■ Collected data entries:
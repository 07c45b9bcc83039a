//! IGC record encoding.
//!
//! Produces the text lines of an IGC flight log:
//!
//! - `A` - manufacturer and logger id
//! - `H` - header fields (date, pilot, glider, datum, recorder type)
//! - `I` - fix extension declaration (`FXA` and `ENL`)
//! - `B` - one position fix
//! - `L` - free-text comments
//!
//! All functions are pure; file handling lives in the writer.

use chrono::{DateTime, Local, NaiveDate};

use crate::telemetry::PositionSample;

/// IGC manufacturer code for simulator-generated logs.
pub const MANUFACTURER_CODE: &str = "XAF";

/// Logger id used in the `A` record.
pub const LOGGER_ID: &str = "SIM";

/// File extension for flight logs.
pub const IGC_EXTENSION: &str = "igc";

/// Synthetic fix clock origin (12:00:00).
pub const CLOCK_ORIGIN_SECS: u32 = 12 * 3600;

const SECONDS_PER_DAY: u32 = 24 * 3600;

/// Fix accuracy written to the header and to every `FXA` extension (meters).
pub const FIX_ACCURACY_M: u32 = 50;

/// Engine noise level written to every `ENL` extension.
pub const ENGINE_NOISE_LEVEL: u32 = 0;

/// I record: two extensions, FXA in bytes 36-38 and ENL in bytes 39-41.
pub const EXTENSIONS_RECORD: &str = "I023638FXA3941ENL";

/// Values written into the header block of a new log.
#[derive(Debug, Clone, PartialEq)]
pub struct FlightHeader {
    /// UTC date of the flight.
    pub date: NaiveDate,
    pub pilot: String,
    pub glider_type: String,
    pub glider_id: String,
    pub competition_class: Option<String>,
    pub recorder_type: String,
    pub gps_receiver: String,
    pub firmware_version: String,
    pub hardware_version: String,
}

impl FlightHeader {
    pub fn new(
        date: NaiveDate,
        pilot: impl Into<String>,
        glider_type: impl Into<String>,
        glider_id: impl Into<String>,
    ) -> Self {
        Self {
            date,
            pilot: pilot.into(),
            glider_type: glider_type.into(),
            glider_id: glider_id.into(),
            competition_class: None,
            recorder_type: "Aerofly FS4 Simulator".to_string(),
            gps_receiver: "SIMULATOR".to_string(),
            firmware_version: "1.0".to_string(),
            hardware_version: "1.0".to_string(),
        }
    }

    pub fn with_competition_class(mut self, class: impl Into<String>) -> Self {
        let class = class.into();
        self.competition_class = (!class.trim().is_empty()).then_some(class);
        self
    }
}

/// `A` record identifying the recorder.
pub fn a_record() -> String {
    format!("A{}{}", MANUFACTURER_CODE, LOGGER_ID)
}

/// All header lines (`A`, `H`, `I` and provenance `L` records), in file order.
pub fn header_lines(header: &FlightHeader) -> Vec<String> {
    let mut lines = vec![
        a_record(),
        format!("HFDTEDATE:{}", header.date.format("%d%m%y")),
        format!("HFFXA{:03}", FIX_ACCURACY_M),
        format!("HFPLTPILOTINCHARGE:{}", sanitize(&header.pilot)),
        format!("HFGTYGLIDERTYPE:{}", sanitize(&header.glider_type)),
        format!("HFGIDGLIDERID:{}", sanitize(&header.glider_id)),
        "HFDTMGPSDATUM:WGS-1984".to_string(),
        format!("HFRFWFIRMWAREVERSION:{}", sanitize(&header.firmware_version)),
        format!("HFRHWHARDWAREVERSION:{}", sanitize(&header.hardware_version)),
        format!("HFFTYFRTYPE:{}", sanitize(&header.recorder_type)),
        format!("HFGPSRECEIVER:{}", sanitize(&header.gps_receiver)),
    ];
    if let Some(class) = &header.competition_class {
        lines.push(format!("HFCCLCOMPETITIONCLASS:{}", sanitize(class)));
    }
    lines.push(EXTENSIONS_RECORD.to_string());
    lines.push(comment("GEN", "Generated by igcbridge"));
    lines.push(comment(
        "SIM",
        &format!("Flight recorded in {}", sanitize(&header.recorder_type)),
    ));
    lines
}

/// `L` comment record with a three-letter source code.
pub fn comment(code: &str, text: &str) -> String {
    format!("L{} {}", code, sanitize(text))
}

/// Closing comment written when a recording stops.
pub fn end_comment(end_time: DateTime<chrono::Utc>) -> String {
    comment(
        "END",
        &format!("Recording ended at {}", end_time.format("%H:%M:%S")),
    )
}

/// Time of day for the `n`th fix of a session: 12:00:00 plus `n` seconds,
/// wrapping at midnight.
pub fn synthetic_time_of_day(fix_seconds: u64) -> u32 {
    ((CLOCK_ORIGIN_SECS as u64 + fix_seconds) % SECONDS_PER_DAY as u64) as u32
}

/// `HHMMSS` for a number of seconds since midnight.
pub fn format_time(seconds_of_day: u32) -> String {
    let s = seconds_of_day % SECONDS_PER_DAY;
    format!("{:02}{:02}{:02}", s / 3600, (s / 60) % 60, s % 60)
}

/// Latitude as `DDMMmmmN` / `DDMMmmmS`.
pub fn format_latitude(latitude: f64) -> String {
    let hemisphere = if latitude < 0.0 { 'S' } else { 'N' };
    let (degrees, milliminutes) = split_degrees(latitude);
    format!("{:02}{:05}{}", degrees, milliminutes, hemisphere)
}

/// Longitude as `DDDMMmmmE` / `DDDMMmmmW`.
pub fn format_longitude(longitude: f64) -> String {
    let hemisphere = if longitude < 0.0 { 'W' } else { 'E' };
    let (degrees, milliminutes) = split_degrees(longitude);
    format!("{:03}{:05}{}", degrees, milliminutes, hemisphere)
}

/// Whole degrees and thousandths of minutes, rounding once on the total so
/// that 59.9995' carries into the next degree.
fn split_degrees(value: f64) -> (u64, u64) {
    let total = (value.abs() * 60_000.0).round() as u64;
    (total / 60_000, total % 60_000)
}

/// Five-character altitude field in whole meters (truncated).
pub fn format_altitude(altitude: f64) -> String {
    let meters = altitude.trunc() as i64;
    if meters < 0 {
        format!("-{:04}", (-meters).min(9999))
    } else {
        format!("{:05}", meters.min(99_999))
    }
}

/// `B` record for one fix.
///
/// Pressure altitude and GPS altitude are both the MSL altitude; the fix is
/// always marked valid (`A`).
pub fn b_record(seconds_of_day: u32, position: &PositionSample) -> String {
    let altitude = format_altitude(position.altitude_msl());
    format!(
        "B{}{}{}A{}{}{:03}{:03}",
        format_time(seconds_of_day),
        format_latitude(position.latitude()),
        format_longitude(position.longitude()),
        altitude,
        altitude,
        FIX_ACCURACY_M,
        ENGINE_NOISE_LEVEL,
    )
}

/// `<prefix>_<YYYYMMDD>_<HHMMSS>.igc`, with `_<n>` before the extension for
/// collision attempts after the first.
pub fn log_filename(prefix: &str, time: &DateTime<Local>, attempt: u32) -> String {
    let stem = format!("{}_{}", prefix, time.format("%Y%m%d_%H%M%S"));
    if attempt == 0 {
        format!("{}.{}", stem, IGC_EXTENSION)
    } else {
        format!("{}_{}.{}", stem, attempt, IGC_EXTENSION)
    }
}

/// IGC lines are CRLF-terminated ASCII; keep header values on one line.
fn sanitize(value: &str) -> String {
    value
        .chars()
        .map(|c| if c.is_control() { ' ' } else { c })
        .collect::<String>()
        .trim()
        .to_string()
}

■ About this exercise:
Exactly the lines above from the one with "pub fn comment(code: &str, text: &str)" to the one with "pub fn format_latitude(latitude: f64)", both included, are to be quoted; leave the rest out.

■ Expected answer:
pub fn comment(code: &str, text: &str) -> String {
    format!("L{} {}", code, sanitize(text))
}

/// Closing comment written when a recording stops.
pub fn end_comment(end_time: DateTime<chrono::Utc>) -> String {
    comment(
        "END",
        &format!("Recording ended at {}", end_time.format("%H:%M:%S")),
    )
}

/// Time of day for the `n`th fix of a session: 12:00:00 plus `n` seconds,
/// wrapping at midnight.
pub fn synthetic_time_of_day(fix_seconds: u64) -> u32 {
    ((CLOCK_ORIGIN_SECS as u64 + fix_seconds) % SECONDS_PER_DAY as u64) as u32
}

/// `HHMMSS` for a number of seconds since midnight.
pub fn format_time(seconds_of_day: u32) -> String {
    let s = seconds_of_day % SECONDS_PER_DAY;
    format!("{:02}{:02}{:02}", s / 3600, (s / 60) % 60, s % 60)
}

/// Latitude as `DDMMmmmN` / `DDMMmmmS`.
pub fn format_latitude(latitude: f64) -> String {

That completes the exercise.